The capsule endoscope 2 is inserted into an organ of the subject 1
through ingestion intake or the like and then, successively
captures an in-vivo image of the subject 1 at predetermined
intervals (for example, at intervals of 0.5 s) while moving through
inside the organ of the subject 1 due to peristaltic movement or
the like. More specifically, the capsule endoscope 2 alternately
captures an ordinary image using white light (ordinary light
observation) and a spectral image generated by using special light
consisting of specific color components of blue and green (special
light observation) such as a sharp blood vessel image of the inner
wall of body cavity including a plurality of repetitions of each.
The capsule endoscope 2 transmits an image signal of in-vivo images
of the subject 1 captured in this manner to the outside receiving
device 3 by radio.

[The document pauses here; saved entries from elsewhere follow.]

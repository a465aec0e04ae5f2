//! Workflow repository: where `workflow` steps find nested definitions.

use std::collections::HashMap;
use std::future::Future;
use std::sync::Arc;

use flowline_types::workflow::WorkflowDefinition;

use super::{BoxFuture, CapabilityError};

/// Looks up stored workflow definitions.
pub trait WorkflowRepository: Send + Sync + 'static {
    /// Find a definition by id or slug. `Ok(None)` when nothing matches.
    fn find_definition(
        &self,
        id_or_slug: &str,
    ) -> impl Future<Output = Result<Option<WorkflowDefinition>, CapabilityError>> + Send;
}

pub trait WorkflowRepositoryDyn: Send + Sync {
    fn find_definition_boxed<'a>(
        &'a self,
        id_or_slug: &'a str,
    ) -> BoxFuture<'a, Result<Option<WorkflowDefinition>, CapabilityError>>;
}

impl<T: WorkflowRepository> WorkflowRepositoryDyn for T {
    fn find_definition_boxed<'a>(
        &'a self,
        id_or_slug: &'a str,
    ) -> BoxFuture<'a, Result<Option<WorkflowDefinition>, CapabilityError>> {
        Box::pin(self.find_definition(id_or_slug))
    }
}

pub type SharedWorkflowRepository = Arc<dyn WorkflowRepositoryDyn>;

/// Repository backed by a map. Definitions are reachable by their key and
/// by their `id` and `name` fields.
#[derive(Debug, Default, Clone)]
pub struct InMemoryWorkflowRepository {
    definitions: HashMap<String, WorkflowDefinition>,
}

impl InMemoryWorkflowRepository {
    pub fn new() -> Self {
        Self::default()
    }

    pub fn insert(&mut self, key: impl Into<String>, definition: WorkflowDefinition) {
        self.definitions.insert(key.into(), definition);
    }

    pub fn with(mut self, key: impl Into<String>, definition: WorkflowDefinition) -> Self {
        self.insert(key, definition);
        self
    }

    pub fn len(&self) -> usize {
        self.definitions.len()
    }

    pub fn is_empty(&self) -> bool {
        self.definitions.is_empty()
    }
}

impl WorkflowRepository for InMemoryWorkflowRepository {
    async fn find_definition(
        &self,
        id_or_slug: &str,
    ) -> Result<Option<WorkflowDefinition>, CapabilityError> {
        if let Some(def) = self.definitions.get(id_or_slug) {
            return Ok(Some(def.clone()));
        }
        Ok(self
            .definitions
            .values()
            .find(|def| {
                def.id.as_deref() == Some(id_or_slug) || def.name.as_deref() == Some(id_or_slug)
            })
            .cloned())
    }
}
//! Workflow engine core: resolution, conditions, dispatch and the run driver.
//!
//! - `path` -- dotted/bracket path resolution over JSON values
//! - `template` -- `{{ path }}` interpolation with typed exact matches
//! - `expression` -- tokenizer, parser and evaluator for branch conditions
//! - `context` -- per-run input, step outputs and variables
//! - `definition` -- YAML/JSON parsing, validation, filesystem discovery
//! - `outcome` -- list outcomes, concurrent join rules, resume helpers
//! - `step_runner` -- step type dispatchers for all 9 step types
//! - `executor` -- `WorkflowEngine`, its builder and the run driver

pub mod context;
pub mod definition;
pub mod executor;
pub mod expression;
pub mod outcome;
pub mod path;
pub mod step_runner;
pub mod template;
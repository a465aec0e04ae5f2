//! Capabilities the engine calls into but does not implement.
//!
//! Each provider follows the same two-trait pattern:
//! 1. An ergonomic trait with `impl Future` returns (`AgentProvider`,
//!    `ToolHandler`, ...) that hosts implement.
//! 2. An object-safe `*Dyn` twin with boxed futures, blanket-implemented for
//!    every implementor, which the engine stores behind `Arc<dyn ...>`.

pub mod agent;
pub mod event;
pub mod repository;
pub mod request_context;
pub mod tool;

use std::future::Future;
use std::pin::Pin;

/// Boxed, sendable future used by the object-safe provider traits.
pub type BoxFuture<'a, T> = Pin<Box<dyn Future<Output = T> + Send + 'a>>;

/// Errors raised by capability providers.
///
/// The dispatcher records the `Display` form as the failed step's `error`.
#[derive(Debug, Clone, PartialEq, thiserror::Error)]
pub enum CapabilityError {
    #[error("agent error: {0}")]
    Agent(String),

    #[error("tool error: {0}")]
    Tool(String),

    #[error("workflow repository error: {0}")]
    Repository(String),

    #[error("{kind} not found: {id}")]
    NotFound { kind: &'static str, id: String },

    #[error("capability unavailable: {0}")]
    Unavailable(String),
}
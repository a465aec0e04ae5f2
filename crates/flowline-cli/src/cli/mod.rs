//! CLI command definitions for the `flowline` binary.

pub mod inspect;
pub mod run;
pub mod validate;

use std::path::PathBuf;

use clap::{Parser, Subcommand};
use clap_complete::Shell;

/// Run and inspect agent workflows.
#[derive(Parser)]
#[command(name = "flowline", version, about, long_about = None)]
#[command(propagate_version = true)]
pub struct Cli {
    /// Output machine-readable JSON instead of styled text.
    #[arg(long, global = true)]
    pub json: bool,

    /// Suppress all output except errors.
    #[arg(long, global = true)]
    pub quiet: bool,

    /// Detailed output (-v for debug, -vv for trace).
    #[arg(short, long, action = clap::ArgAction::Count, global = true)]
    pub verbose: u8,

    /// Path to flowline.toml (defaults to $FLOWLINE_HOME/flowline.toml).
    #[arg(long, global = true, env = "FLOWLINE_CONFIG")]
    pub config: Option<PathBuf>,

    /// Export spans to stdout through OpenTelemetry.
    #[arg(long, global = true)]
    pub otel: bool,

    #[command(subcommand)]
    pub command: Commands,
}

#[derive(Subcommand)]
pub enum Commands {
    /// Parse and validate a workflow definition.
    Validate {
        /// Workflow file (.yaml, .yml or .json).
        file: PathBuf,
    },

    /// Execute a workflow.
    Run(run::RunArgs),

    /// Render a persisted step event log.
    Inspect {
        /// JSONL file written by `run --events`.
        file: PathBuf,
    },

    /// Generate shell completions.
    Completions {
        /// Shell to generate completions for.
        shell: Shell,
    },
}

#[cfg(test)]
mod tests {
    use super::*;
    use clap::CommandFactory;

    #[test]
    fn cli_definition_is_consistent() {
        Cli::command().debug_assert();
    }

    #[test]
    fn global_flags_parse_after_subcommand() {
        let cli = Cli::try_parse_from(["flowline", "validate", "wf.yaml", "--json", "-vv"]).unwrap();
        assert!(cli.json);
        assert_eq!(cli.verbose, 2);
        assert!(matches!(cli.command, Commands::Validate { .. }));
    }

    #[test]
    fn run_input_flags_conflict() {
        let parsed = Cli::try_parse_from([
            "flowline", "run", "wf.yaml", "--input", "{}", "--input-file", "in.json",
        ]);
        assert!(parsed.is_err());
    }

    #[test]
    fn resume_data_requires_resume_step() {
        let parsed = Cli::try_parse_from(["flowline", "run", "wf.yaml", "--resume-data", "{}"]);
        assert!(parsed.is_err());
    }
}
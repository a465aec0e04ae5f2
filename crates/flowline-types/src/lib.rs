//! Shared domain types for Flowline.
//!
//! Workflow definitions (the serialized form hosts store), execution results
//! and step logs (what the engine hands back), and engine configuration.
//!
//! Zero infrastructure dependencies -- only serde, chrono, thiserror.

pub mod config;
pub mod execution;
pub mod workflow;
//! Flowline command-line entry point.
//!
//! Binary name: `flowline`
//!
//! Parses arguments, sets up tracing, loads `flowline.toml` and dispatches
//! to the command handlers.

mod cli;

use std::process::ExitCode;

use clap::Parser;
use clap_complete::generate;

use cli::{Cli, Commands};
use flowline_infra::config::{default_config_path, load_config};
use flowline_observe::tracing_setup::{init_tracing, shutdown_tracing};

#[tokio::main]
async fn main() -> anyhow::Result<ExitCode> {
    let cli = Cli::parse();

    let filter = match cli.verbose {
        0 if cli.quiet => "error",
        0 => "warn",
        1 => "info,flowline=debug",
        _ => "trace",
    };
    if let Err(e) = init_tracing(filter, cli.otel) {
        eprintln!("Warning: failed to initialize tracing: {e}");
    }

    // Shell completions don't need configuration
    if let Commands::Completions { shell } = &cli.command {
        let mut cmd = <Cli as clap::CommandFactory>::command();
        generate(*shell, &mut cmd, "flowline", &mut std::io::stdout());
        return Ok(ExitCode::SUCCESS);
    }

    let config_path = cli.config.clone().unwrap_or_else(default_config_path);
    let config = load_config(&config_path).await;
    tracing::debug!(path = %config_path.display(), "configuration loaded");

    let code = match cli.command {
        Commands::Validate { file } => {
            cli::validate::validate(&file, cli.json, cli.quiet)?;
            ExitCode::SUCCESS
        }
        Commands::Run(args) => {
            let status = cli::run::run(args, &config, cli.json, cli.quiet).await?;
            cli::run::exit_code(status)
        }
        Commands::Inspect { file } => {
            cli::inspect::inspect(&file, cli.json).await?;
            ExitCode::SUCCESS
        }
        Commands::Completions { .. } => ExitCode::SUCCESS,
    };

    shutdown_tracing();
    Ok(code)
}
//! Host configuration loader.
//!
//! Reads `flowline.toml` (from `$FLOWLINE_HOME` or `~/.flowline/` by
//! default) into [`FlowlineConfig`]. Falls back to defaults when the file is
//! missing or malformed.

use std::path::{Path, PathBuf};

use flowline_types::config::FlowlineConfig;

pub const CONFIG_FILE_NAME: &str = "flowline.toml";

/// Resolve the Flowline home directory.
///
/// Priority:
/// 1. `FLOWLINE_HOME` environment variable
/// 2. `~/.flowline`
/// 3. `.flowline` in the current directory
pub fn resolve_home_dir() -> PathBuf {
    if let Ok(dir) = std::env::var("FLOWLINE_HOME") {
        return PathBuf::from(dir);
    }
    if let Some(home) = dirs::home_dir() {
        return home.join(".flowline");
    }
    PathBuf::from(".flowline")
}

pub fn default_config_path() -> PathBuf {
    resolve_home_dir().join(CONFIG_FILE_NAME)
}

/// Load configuration from `path`.
///
/// - Missing file: [`FlowlineConfig::default()`].
/// - Unreadable or unparseable file: logs a warning, returns the default.
pub async fn load_config(path: &Path) -> FlowlineConfig {
    let content = match tokio::fs::read_to_string(path).await {
        Ok(content) => content,
        Err(err) if err.kind() == std::io::ErrorKind::NotFound => {
            tracing::debug!("no config found at {}, using defaults", path.display());
            return FlowlineConfig::default();
        }
        Err(err) => {
            tracing::warn!("failed to read {}: {err}, using defaults", path.display());
            return FlowlineConfig::default();
        }
    };

    match toml::from_str::<FlowlineConfig>(&content) {
        Ok(config) => config,
        Err(err) => {
            tracing::warn!("failed to parse {}: {err}, using defaults", path.display());
            FlowlineConfig::default()
        }
    }
}

#[cfg(test)]
mod tests {
    use super::*;
    use tempfile::TempDir;

    #[tokio::test]
    async fn missing_file_returns_default() {
        let tmp = TempDir::new().unwrap();
        let config = load_config(&tmp.path().join(CONFIG_FILE_NAME)).await;
        assert_eq!(config, FlowlineConfig::default());
    }

    #[tokio::test]
    async fn valid_toml_is_parsed() {
        let tmp = TempDir::new().unwrap();
        let path = tmp.path().join(CONFIG_FILE_NAME);
        tokio::fs::write(
            &path,
            r#"
workflows_dir = "workflows"

[engine]
max_delay_ms = 1000

[[agents]]
slug = "writer"
"#,
        )
        .await
        .unwrap();

        let config = load_config(&path).await;
        assert_eq!(config.engine.max_delay_ms, 1000);
        assert_eq!(config.workflows_dir, Some(PathBuf::from("workflows")));
        assert_eq!(config.agents[0].slug, "writer");
    }

    #[tokio::test]
    async fn invalid_toml_returns_default() {
        let tmp = TempDir::new().unwrap();
        let path = tmp.path().join(CONFIG_FILE_NAME);
        tokio::fs::write(&path, "this is not { valid toml !!!")
            .await
            .unwrap();

        let config = load_config(&path).await;
        assert_eq!(config, FlowlineConfig::default());
    }

    #[test]
    fn default_config_path_ends_with_file_name() {
        assert!(default_config_path().ends_with(CONFIG_FILE_NAME));
    }
}
// ---------------------------------------------------------------------------
// Tests
// ---------------------------------------------------------------------------

#[cfg(test)]
mod tests {
    use super::*;

    fn test_context() -> ExecutionContext {
        ExecutionContext::new(json!({ "agent": "writer", "blank": "  ", "wait": "25" }))
    }

    #[test]
    fn extract_json_object_takes_outer_braces() {
        let text = "Sure! Here you go:\n{\"title\": \"Hi\", \"tags\": {\"a\": 1}}\nThanks.";
        assert_eq!(
            extract_json_object(text),
            json!({ "title": "Hi", "tags": { "a": 1 } })
        );
    }

    #[test]
    fn extract_json_object_falls_back_to_raw() {
        assert_eq!(extract_json_object("no json"), json!({ "raw": "no json" }));
        assert_eq!(extract_json_object("} {"), json!({ "raw": "} {" }));
        assert_eq!(
            extract_json_object("{not: valid}"),
            json!({ "raw": "{not: valid}" })
        );
    }

    #[test]
    fn identifiers_must_resolve_to_non_empty_strings() {
        let ctx = test_context();
        assert_eq!(
            resolve_identifier("{{input.agent}}", &ctx, "agentSlug").unwrap(),
            "writer"
        );
        assert_eq!(resolve_identifier("fixed", &ctx, "toolId").unwrap(), "fixed");

        let err = resolve_identifier("{{input.missing}}", &ctx, "agentSlug").unwrap_err();
        assert!(matches!(err, StepError::Configuration(ref m) if m.starts_with("agentSlug")));
        assert!(resolve_identifier("{{input.blank}}", &ctx, "toolId").is_err());
        assert!(resolve_identifier("", &ctx, "workflowId").is_err());
    }

    #[test]
    fn delay_accepts_numbers_and_numeric_strings() {
        let ctx = test_context();
        assert_eq!(delay_millis(&json!(10)), Some(10));
        assert_eq!(delay_millis(&json!(2.5)), Some(2));
        assert_eq!(
            delay_millis(&resolve_template_value(&json!("{{input.wait}}"), &ctx)),
            Some(25)
        );
        assert_eq!(delay_millis(&json!(-1)), None);
        assert_eq!(delay_millis(&json!("soon")), None);
        assert_eq!(delay_millis(&json!(null)), None);
    }

    #[test]
    fn nested_scope_increments_depth_and_keeps_iteration() {
        let scope = RunScope {
            run_id: Uuid::now_v7(),
            depth: 2,
            resume: Some(Arc::new(ResumeInput {
                step_id: "approve".into(),
                data: json!(true),
            })),
            existing: Arc::new(HashMap::new()),
            request: Arc::new(RequestContext::new()),
            sink: None,
            iteration_index: Some(3),
        };
        let nested = scope.nested();
        assert_eq!(nested.depth, 3);
        assert_ne!(nested.run_id, scope.run_id);
        assert_eq!(nested.iteration_index, Some(3));
        assert!(nested.resume_for("approve").is_some());
        assert!(nested.resume_for("other").is_none());
        assert_eq!(scope.for_iteration(0).iteration_index, Some(0));
    }

    #[tokio::test]
    async fn foreach_forks_context_only_for_running_iterations() {
        use std::sync::atomic::{AtomicUsize, Ordering};

        use crate::capability::tool::{tool_fn, ToolRegistry};

        let ctx = ExecutionContext::new(json!({ "items": (0..40).collect::<Vec<u32>>() }));
        let input = Arc::clone(ctx.shared_input());
        let peak = Arc::new(AtomicUsize::new(0));
        let tool_input = Arc::clone(&input);
        let watch = {
            let peak = peak.clone();
            tool_fn(move |_args| {
                let live = Arc::strong_count(&tool_input);
                let peak = peak.clone();
                async move {
                    peak.fetch_max(live, Ordering::SeqCst);
                    tokio::time::sleep(Duration::from_millis(1)).await;
                    Ok::<Value, CapabilityError>(Value::Null)
                }
            })
        };
        let runner = StepRunner {
            config: Arc::new(EngineConfig::default()),
            agents: None,
            tools: Some(Arc::new(ToolRegistry::new().register("watch", watch))),
            repository: None,
            registered: Arc::new(HashMap::new()),
            conditions: ConditionEvaluator::new(),
        };
        let def: WorkflowDefinition = serde_json::from_value(json!({
            "steps": [{
                "id": "each",
                "type": "foreach",
                "config": {
                    "collectionPath": "input.items",
                    "concurrency": 2,
                    "steps": [{ "id": "watch", "type": "tool", "config": { "toolId": "watch" } }]
                }
            }]
        }))
        .unwrap();
        let step = &def.steps[0];
        let StepConfig::Foreach(config) = &step.config else {
            panic!("expected a foreach step");
        };
        let scope = RunScope {
            run_id: Uuid::now_v7(),
            depth: 0,
            resume: None,
            existing: Arc::new(HashMap::new()),
            request: Arc::new(RequestContext::new()),
            sink: None,
            iteration_index: None,
        };

        let mut logs = Vec::new();
        let outcome = runner
            .run_foreach(step, config, &ctx, &scope, &mut logs)
            .await
            .unwrap();

        assert!(!outcome.halts());
        assert_eq!(logs.len(), 40);
        // ctx, the test handle and the tool's handle, plus one per live fork.
        assert!(peak.load(Ordering::SeqCst) <= 3 + 2);
    }
}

The capsule endoscope 2 successively repeats the
imaging operation and radio transmission operation of such in-vivo
images in a period between insertion into organs of the subject 1
and the discharge out of the subject 1.
[0050] The receiving device 3 is equipped with a plurality of
receiving antennas 3a to 3h arranged, for example, on a body
surface of the subject 1 in a distributed fashion and receives a
radio signal from the capsule endoscope 2 inside the subject 1 via
at least one of the plurality of receiving antennas 3a to 3h. The
receiving device 3 extracts an image signal from the radio signal
output from the capsule endoscope 2 to acquire image data of
in-vivo images contained in the extracted image signal.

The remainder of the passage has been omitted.